§ WORKING DATA:

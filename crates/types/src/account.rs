//! Account identifiers and their SS58 text form.
//!
//! An [`AccountId`] is the 32-byte public key of a signer. On the wire it is
//! encoded as a fixed array; for humans it is rendered as an SS58 string: a
//! base58 encoding of `prefix ++ key ++ checksum`, where the checksum is the
//! first two bytes of `blake2b_512("SS58PRE" ++ prefix ++ key)`.

use std::{fmt, str::FromStr};

use parity_scale_codec::{Decode, Encode, MaxEncodedLen};
use serde::{Deserialize, Deserializer, Serialize, Serializer};
use snafu::{Snafu, ensure};

use crate::hash::blake2_512;

/// SS58 network prefix of the CESS chain.
pub const CESS_SS58_PREFIX: u16 = 11330;

/// Generic Substrate SS58 prefix.
pub const SUBSTRATE_SS58_PREFIX: u16 = 42;

const CHECKSUM_LEN: usize = 2;
const SS58_PREFIX_TAG: &[u8] = b"SS58PRE";

/// Errors produced while parsing an account address.
#[derive(Debug, Snafu, PartialEq, Eq)]
#[snafu(visibility(pub))]
pub enum AddressError {
    /// The string is not valid base58.
    #[snafu(display("Address is not valid base58"))]
    Base58,

    /// The decoded payload has an unexpected length.
    #[snafu(display("Address payload has invalid length {len}"))]
    InvalidLength {
        /// Decoded payload length in bytes.
        len: usize,
    },

    /// The network prefix byte is outside the supported ranges.
    #[snafu(display("Address has an unsupported prefix encoding"))]
    InvalidPrefix,

    /// The checksum does not match the payload.
    #[snafu(display("Address checksum mismatch"))]
    Checksum,

    /// The address belongs to a different network.
    #[snafu(display("Address prefix {found} does not match expected {expected}"))]
    WrongNetwork {
        /// Prefix the caller required.
        expected: u16,
        /// Prefix found in the address.
        found: u16,
    },
}

/// 32-byte account identifier (public key).
#[derive(
    Clone, Copy, PartialEq, Eq, Hash, PartialOrd, Ord, Default, Encode, Decode, MaxEncodedLen,
)]
pub struct AccountId(pub [u8; 32]);

impl AccountId {
    /// Creates an account identifier from raw public key bytes.
    #[inline]
    pub const fn new(bytes: [u8; 32]) -> Self {
        Self(bytes)
    }

    /// Returns the raw public key bytes.
    #[inline]
    pub const fn as_bytes(&self) -> &[u8; 32] {
        &self.0
    }

    /// Renders the account as SS58 with the given network prefix.
    ///
    /// Prefixes above 16383 are not representable and are masked to 14 bits.
    pub fn to_ss58(&self, prefix: u16) -> String {
        let prefix = prefix & 0b0011_1111_1111_1111;
        let mut payload = encode_prefix(prefix);
        payload.extend_from_slice(&self.0);
        let checksum = ss58_checksum(&payload);
        payload.extend_from_slice(&checksum[..CHECKSUM_LEN]);
        bs58::encode(payload).into_string()
    }

    /// Parses an SS58 string of any network, returning the account and its prefix.
    ///
    /// # Errors
    ///
    /// Returns an [`AddressError`] if the string is not base58, has the wrong
    /// length, uses a reserved prefix encoding, or fails the checksum.
    pub fn parse_ss58(s: &str) -> Result<(Self, u16), AddressError> {
        let data = bs58::decode(s).into_vec().map_err(|_| AddressError::Base58)?;
        ensure!(data.len() >= 2, InvalidLengthSnafu { len: data.len() });

        let (prefix_len, prefix) = match data[0] {
            0..=63 => (1, u16::from(data[0])),
            64..=127 => {
                let lower = (data[0] << 2) | (data[1] >> 6);
                let upper = data[1] & 0b0011_1111;
                (2, u16::from(lower) | (u16::from(upper) << 8))
            },
            _ => return InvalidPrefixSnafu.fail(),
        };

        let expected_len = prefix_len + 32 + CHECKSUM_LEN;
        ensure!(data.len() == expected_len, InvalidLengthSnafu { len: data.len() });

        let body_end = prefix_len + 32;
        let checksum = ss58_checksum(&data[..body_end]);
        ensure!(data[body_end..] == checksum[..CHECKSUM_LEN], ChecksumSnafu);

        let mut key = [0u8; 32];
        key.copy_from_slice(&data[prefix_len..body_end]);
        Ok((Self(key), prefix))
    }

    /// Parses an SS58 string and requires it to carry `expected` as prefix.
    ///
    /// # Errors
    ///
    /// Returns [`AddressError::WrongNetwork`] if the prefix differs, or any
    /// error from [`AccountId::parse_ss58`].
    pub fn from_ss58(s: &str, expected: u16) -> Result<Self, AddressError> {
        let (account, found) = Self::parse_ss58(s)?;
        ensure!(found == expected, WrongNetworkSnafu { expected, found });
        Ok(account)
    }
}

fn encode_prefix(prefix: u16) -> Vec<u8> {
    if prefix < 64 {
        return vec![prefix as u8];
    }
    let first = ((prefix & 0b0000_0000_1111_1100) as u8) >> 2;
    let second = ((prefix >> 8) as u8) | (((prefix & 0b0000_0000_0000_0011) as u8) << 6);
    vec![first | 0b0100_0000, second]
}

fn ss58_checksum(body: &[u8]) -> [u8; 64] {
    let mut preimage = Vec::with_capacity(SS58_PREFIX_TAG.len() + body.len());
    preimage.extend_from_slice(SS58_PREFIX_TAG);
    preimage.extend_from_slice(body);
    blake2_512(&preimage)
}

impl From<[u8; 32]> for AccountId {
    fn from(bytes: [u8; 32]) -> Self {
        Self(bytes)
    }
}

impl AsRef<[u8]> for AccountId {
    fn as_ref(&self) -> &[u8] {
        &self.0
    }
}

impl fmt::Display for AccountId {
    fn fmt(&self, f: &mut fmt::Formatter<'_>) -> fmt::Result {
        f.write_str(&self.to_ss58(CESS_SS58_PREFIX))
    }
}

impl fmt::Debug for AccountId {
    fn fmt(&self, f: &mut fmt::Formatter<'_>) -> fmt::Result {
        write!(f, "AccountId(0x{})", hex::encode(self.0))
    }
}

/// Accepts an SS58 address of any network or a `0x`-prefixed 32-byte hex key.
impl FromStr for AccountId {
    type Err = AddressError;

    fn from_str(s: &str) -> Result<Self, Self::Err> {
        if let Some(hex_str) = s.strip_prefix("0x") {
            let bytes = hex::decode(hex_str).map_err(|_| AddressError::Base58)?;
            let key: [u8; 32] = bytes
                .as_slice()
                .try_into()
                .map_err(|_| AddressError::InvalidLength { len: bytes.len() })?;
            return Ok(Self(key));
        }
        Self::parse_ss58(s).map(|(account, _)| account)
    }
}

impl Serialize for AccountId {
    fn serialize<S: Serializer>(&self, serializer: S) -> Result<S::Ok, S::Error> {
        serializer.serialize_str(&self.to_string())
    }
}

impl<'de> Deserialize<'de> for AccountId {
    fn deserialize<D: Deserializer<'de>>(deserializer: D) -> Result<Self, D::Error> {
        let s = String::deserialize(deserializer)?;
        s.parse().map_err(serde::de::Error::custom)
    }
}

#[cfg(test)]
#[allow(clippy::unwrap_used, clippy::expect_used, clippy::panic)]
mod tests {
    use proptest::prelude::*;

    use super::*;

    const ALICE_HEX: &str = "d43593c715fdd31c61141abd04a99fd6822c8558854ccde39a5684e7a56da27d";
    const ALICE_SS58: &str = "5GrwvaEF5zXb26Fz9rcQpDWS57CtERHpNehXCPcNoHGKutQY";

    fn alice() -> AccountId {
        let bytes: [u8; 32] = hex::decode(ALICE_HEX).unwrap().try_into().unwrap();
        AccountId(bytes)
    }

    #[test]
    fn known_substrate_address() {
        assert_eq!(alice().to_ss58(SUBSTRATE_SS58_PREFIX), ALICE_SS58);
        let (parsed, prefix) = AccountId::parse_ss58(ALICE_SS58).unwrap();
        assert_eq!(parsed, alice());
        assert_eq!(prefix, SUBSTRATE_SS58_PREFIX);
    }

    #[test]
    fn two_byte_prefix_survives_parse() {
        let rendered = alice().to_ss58(CESS_SS58_PREFIX);
        let (parsed, prefix) = AccountId::parse_ss58(&rendered).unwrap();
        assert_eq!(parsed, alice());
        assert_eq!(prefix, CESS_SS58_PREFIX);
        assert_eq!(alice().to_string(), rendered);
    }

    #[test]
    fn wrong_network_is_rejected() {
        let err = AccountId::from_ss58(ALICE_SS58, CESS_SS58_PREFIX).unwrap_err();
        assert_eq!(err, AddressError::WrongNetwork { expected: CESS_SS58_PREFIX, found: 42 });
    }

    #[test]
    fn corrupted_checksum_is_rejected() {
        let mut data = bs58::decode(ALICE_SS58).into_vec().unwrap();
        let last = data.len() - 1;
        data[last] ^= 0x01;
        let corrupted = bs58::encode(data).into_string();
        assert_eq!(AccountId::parse_ss58(&corrupted).unwrap_err(), AddressError::Checksum);
    }

    #[test]
    fn from_str_accepts_hex() {
        let parsed: AccountId = format!("0x{ALICE_HEX}").parse().unwrap();
        assert_eq!(parsed, alice());
        assert!("0x1234".parse::<AccountId>().is_err());
    }

    #[test]
    fn serde_uses_ss58_text() {
        let json = serde_json::to_string(&alice()).unwrap();
        let back: AccountId = serde_json::from_str(&json).unwrap();
        assert_eq!(back, alice());
    }

    proptest! {
        #[test]
        fn any_key_and_prefix_parses_back(key in any::<[u8; 32]>(), prefix in 0u16..16384) {
            let account = AccountId(key);
            let (parsed, found) = AccountId::parse_ss58(&account.to_ss58(prefix)).unwrap();
            prop_assert_eq!(parsed, account);
            prop_assert_eq!(found, prefix);
        }
    }
}
//! Main `ChainClient` implementation.
//!
//! Wires the connection manager, query engine and transaction engine together
//! behind one handle and owns the client-wide shutdown token. Every public
//! operation runs through [`ChainClient::guarded`], which fails fast after
//! shutdown and converts a panic anywhere below into [`SdkError::Internal`].

use std::{any::Any, future::Future, panic::AssertUnwindSafe, sync::Arc};

use cess_types::AccountId;
use futures::FutureExt;
use parity_scale_codec::Decode;
use tokio_util::sync::CancellationToken;

use crate::{
    config::ClientConfig,
    connection::ConnectionManager,
    error::{Result, SdkError},
    events::EventMatcher,
    extrinsic::CallRequest,
    metadata::RuntimeCodec,
    query::{Enumerated, QueryEngine, QueryResult},
    rpc::Connector,
    signer::Signer,
    storage::StorageAddress,
    tx::{TransactionEngine, TxOptions, TxOutcome},
    ws::WsConnector,
};

/// Handle to a storage chain through one signer.
///
/// Cloning is cheap; clones share the connection, the write lock and the
/// shutdown state.
#[derive(Debug, Clone)]
pub struct ChainClient {
    config: ClientConfig,
    connection: Arc<ConnectionManager>,
    query: QueryEngine,
    tx: Arc<TransactionEngine>,
    cancellation: CancellationToken,
}

impl ChainClient {
    /// Creates a client and connects to the first endpoint that answers.
    ///
    /// # Errors
    ///
    /// Returns [`SdkError::Connection`] if no endpoint can be reached or its
    /// metadata cannot be loaded.
    ///
    /// # Example
    ///
    /// ```no_run
    /// # use std::sync::Arc;
    /// # use cess_sdk::{ChainClient, ClientConfig, Ed25519Signer, RuntimeCodec, WsConnector};
    /// # async fn example(codec: Arc<dyn RuntimeCodec>) -> cess_sdk::Result<()> {
    /// let config = ClientConfig::builder()
    ///     .with_endpoint("wss://testnet-rpc.cess.network/ws/")
    ///     .build()?;
    /// let client = ChainClient::connect(
    ///     config.clone(),
    ///     Arc::new(WsConnector::new(config.timeout())),
    ///     codec,
    ///     Arc::new(Ed25519Signer::generate()),
    /// )
    /// .await?;
    /// assert!(client.is_healthy());
    /// # Ok(())
    /// # }
    /// ```
    pub async fn connect(
        config: ClientConfig,
        connector: Arc<dyn Connector>,
        codec: Arc<dyn RuntimeCodec>,
        signer: Arc<dyn Signer>,
    ) -> Result<Self> {
        let client = Self::new(config, connector, codec, signer);
        let handle = client.connection.ensure_healthy().await?;
        tracing::info!(
            endpoint = %handle.endpoint,
            account = %client.account_id(),
            "chain client ready"
        );
        Ok(client)
    }

    /// Creates a client over WebSocket endpoints.
    ///
    /// # Errors
    ///
    /// See [`connect`](Self::connect).
    pub async fn connect_ws(
        config: ClientConfig,
        codec: Arc<dyn RuntimeCodec>,
        signer: Arc<dyn Signer>,
    ) -> Result<Self> {
        let connector = Arc::new(WsConnector::new(config.timeout()));
        Self::connect(config, connector, codec, signer).await
    }

    /// Creates a client without connecting. The first operation connects.
    #[must_use]
    pub fn new(
        config: ClientConfig,
        connector: Arc<dyn Connector>,
        codec: Arc<dyn RuntimeCodec>,
        signer: Arc<dyn Signer>,
    ) -> Self {
        let cancellation = CancellationToken::new();
        let connection = Arc::new(ConnectionManager::new(&config, connector, codec));
        let query = QueryEngine::new(Arc::clone(&connection), config.clone(), cancellation.clone());
        let tx = Arc::new(TransactionEngine::new(
            Arc::clone(&connection),
            config.clone(),
            signer,
            cancellation.clone(),
        ));
        Self { config, connection, query, tx, cancellation }
    }

    /// Returns the client configuration.
    #[inline]
    #[must_use]
    pub fn config(&self) -> &ClientConfig {
        &self.config
    }

    /// Returns the connection manager.
    #[inline]
    #[must_use]
    pub fn connection(&self) -> &Arc<ConnectionManager> {
        &self.connection
    }

    /// Returns the read engine.
    #[inline]
    #[must_use]
    pub fn query(&self) -> &QueryEngine {
        &self.query
    }

    /// Returns the write engine.
    #[inline]
    #[must_use]
    pub fn tx(&self) -> &TransactionEngine {
        &self.tx
    }

    /// Account every transaction is signed by.
    #[must_use]
    pub fn account_id(&self) -> AccountId {
        self.tx.signer().account_id()
    }

    /// Last-known connection health. Performs no I/O.
    #[inline]
    #[must_use]
    pub fn is_healthy(&self) -> bool {
        self.connection.is_healthy()
    }

    // =========================================================================
    // Health
    // =========================================================================

    /// Probes the active node, failing over if it does not answer.
    ///
    /// # Errors
    ///
    /// Returns [`SdkError::Connection`] if every endpoint fails.
    pub async fn probe(&self) -> Result<()> {
        self.guarded("probe", self.connection.probe()).await
    }

    /// Probes and reports whether the client is healthy afterwards.
    ///
    /// Unlike [`probe`](Self::probe), an unreachable network is reported as
    /// `false` rather than an error.
    ///
    /// # Errors
    ///
    /// Returns [`SdkError::Shutdown`] after shutdown.
    pub async fn health_check(&self) -> Result<bool> {
        match self.probe().await {
            Ok(()) => Ok(true),
            Err(SdkError::Connection { .. }) => Ok(false),
            Err(err) => Err(err),
        }
    }

    // =========================================================================
    // Reads
    // =========================================================================

    /// Reads one storage value. See [`QueryEngine::get_one`].
    pub async fn get_one<T: Decode>(&self, address: &StorageAddress) -> QueryResult<T> {
        match self.guarded("get_one", self.query.get_one::<T>(address).map(Ok)).await {
            Ok(result) => result,
            Err(err) => QueryResult::Error(err),
        }
    }

    /// Enumerates one storage map. See [`QueryEngine::enumerate`].
    ///
    /// # Errors
    ///
    /// Returns an error if the connection or a page read fails.
    pub async fn enumerate<T: Decode>(&self, address: &StorageAddress) -> Result<Enumerated<T>> {
        self.guarded("enumerate", self.query.enumerate::<T>(address)).await
    }

    // =========================================================================
    // Writes
    // =========================================================================

    /// Submits `call` and waits for its outcome. See [`TransactionEngine::submit`].
    ///
    /// # Errors
    ///
    /// See [`TransactionEngine::submit_with`].
    pub async fn submit(&self, call: CallRequest, matcher: &dyn EventMatcher) -> Result<TxOutcome> {
        self.submit_with(call, matcher, &TxOptions::default()).await
    }

    /// Submits `call` with per-call options.
    ///
    /// # Errors
    ///
    /// See [`TransactionEngine::submit_with`].
    pub async fn submit_with(
        &self,
        call: CallRequest,
        matcher: &dyn EventMatcher,
        options: &TxOptions,
    ) -> Result<TxOutcome> {
        self.guarded("submit", self.tx.submit_with(call, matcher, options)).await
    }

    // =========================================================================
    // Shutdown
    // =========================================================================

    /// Returns the client's cancellation token.
    ///
    /// Child tokens make good per-request tokens for [`TxOptions`]: they fire
    /// on client shutdown as well as on their own cancellation.
    #[inline]
    #[must_use]
    pub fn cancellation_token(&self) -> &CancellationToken {
        &self.cancellation
    }

    /// Initiates shutdown.
    ///
    /// In-flight reads and writes return [`SdkError::Shutdown`] at their next
    /// suspension point; new operations fail immediately. All clones share
    /// the shutdown state.
    pub fn shutdown(&self) {
        self.cancellation.cancel();
        tracing::debug!("client shutdown initiated");
    }

    /// Returns `true` if the client has been shut down.
    #[inline]
    #[must_use]
    pub fn is_shutdown(&self) -> bool {
        self.cancellation.is_cancelled()
    }

    /// Runs `operation` at the client boundary.
    ///
    /// Fails fast after shutdown and turns a panic into
    /// [`SdkError::Internal`]. The write lock and any subscription held by
    /// the operation are released while unwinding.
    pub(crate) async fn guarded<T, F>(&self, operation: &'static str, future: F) -> Result<T>
    where
        F: Future<Output = Result<T>>,
    {
        if self.is_shutdown() {
            return Err(SdkError::Shutdown);
        }
        match AssertUnwindSafe(future).catch_unwind().await {
            Ok(result) => result,
            Err(payload) => {
                let message = panic_message(payload.as_ref());
                tracing::error!(operation, panic = %message, "operation panicked");
                Err(SdkError::Internal { message: format!("{operation} panicked: {message}") })
            },
        }
    }
}

fn panic_message(payload: &(dyn Any + Send)) -> String {
    if let Some(message) = payload.downcast_ref::<&str>() {
        (*message).to_owned()
    } else if let Some(message) = payload.downcast_ref::<String>() {
        message.clone()
    } else {
        "unknown panic payload".to_owned()
    }
}

#[cfg(test)]
#[allow(clippy::unwrap_used, clippy::expect_used, clippy::panic)]
mod tests {
    use super::*;
    use crate::{
        mock::{MockChain, MockCodec, MockConnector},
        signer::Ed25519Signer,
    };

    fn client(chain: &Arc<MockChain>) -> ChainClient {
        let config = ClientConfig::builder().with_endpoint("ws://node-a:9944").build().unwrap();
        ChainClient::new(
            config,
            Arc::new(MockConnector::new(Arc::clone(chain))),
            Arc::new(MockCodec),
            Arc::new(Ed25519Signer::from_seed([7; 32])),
        )
    }

    #[tokio::test]
    async fn new_is_lazy_and_probe_connects() {
        let chain = MockChain::new();
        let client = client(&chain);
        assert!(!client.is_healthy());
        assert_eq!(chain.connect_count(), 0);

        client.probe().await.unwrap();
        assert!(client.is_healthy());
        assert_eq!(chain.connect_count(), 1);
    }

    #[tokio::test]
    async fn health_check_reports_unreachable_network_as_false() {
        let chain = MockChain::new();
        chain.set_endpoint_up("ws://node-a:9944", false);
        let client = client(&chain);
        assert!(!client.health_check().await.unwrap());
    }

    #[tokio::test]
    async fn shutdown_is_shared_by_clones() {
        let chain = MockChain::new();
        let client = client(&chain);
        let clone = client.clone();
        client.shutdown();

        assert!(clone.is_shutdown());
        assert!(matches!(clone.probe().await, Err(SdkError::Shutdown)));
        let read = clone.get_one::<u32>(&StorageAddress::new("System", "Number")).await;
        assert!(matches!(read, QueryResult::Error(SdkError::Shutdown)));
    }

    #[tokio::test]
    async fn panics_become_internal_errors() {
        let chain = MockChain::new();
        let client = client(&chain);
        let err = client.guarded("explode", explode()).await.unwrap_err();
        match err {
            SdkError::Internal { message } => assert_eq!(message, "explode panicked: boom"),
            other => panic!("unexpected: {other}"),
        }
    }

    async fn explode() -> Result<()> {
        panic!("boom")
    }

    #[test]
    fn panic_payloads_are_rendered() {
        assert_eq!(panic_message(&"static"), "static");
        assert_eq!(panic_message(&String::from("owned")), "owned");
        assert_eq!(panic_message(&42u8), "unknown panic payload");
    }
}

§ INSTRUCTIONS FOR THE TASK:
Using the listing above, pull out all lines that hold the word "ConnectionManager".

§ SOLUTION TO THE PROBLEM:
    connection::ConnectionManager,
    connection: Arc<ConnectionManager>,
        let connection = Arc::new(ConnectionManager::new(&config, connector, codec));
    pub fn connection(&self) -> &Arc<ConnectionManager> {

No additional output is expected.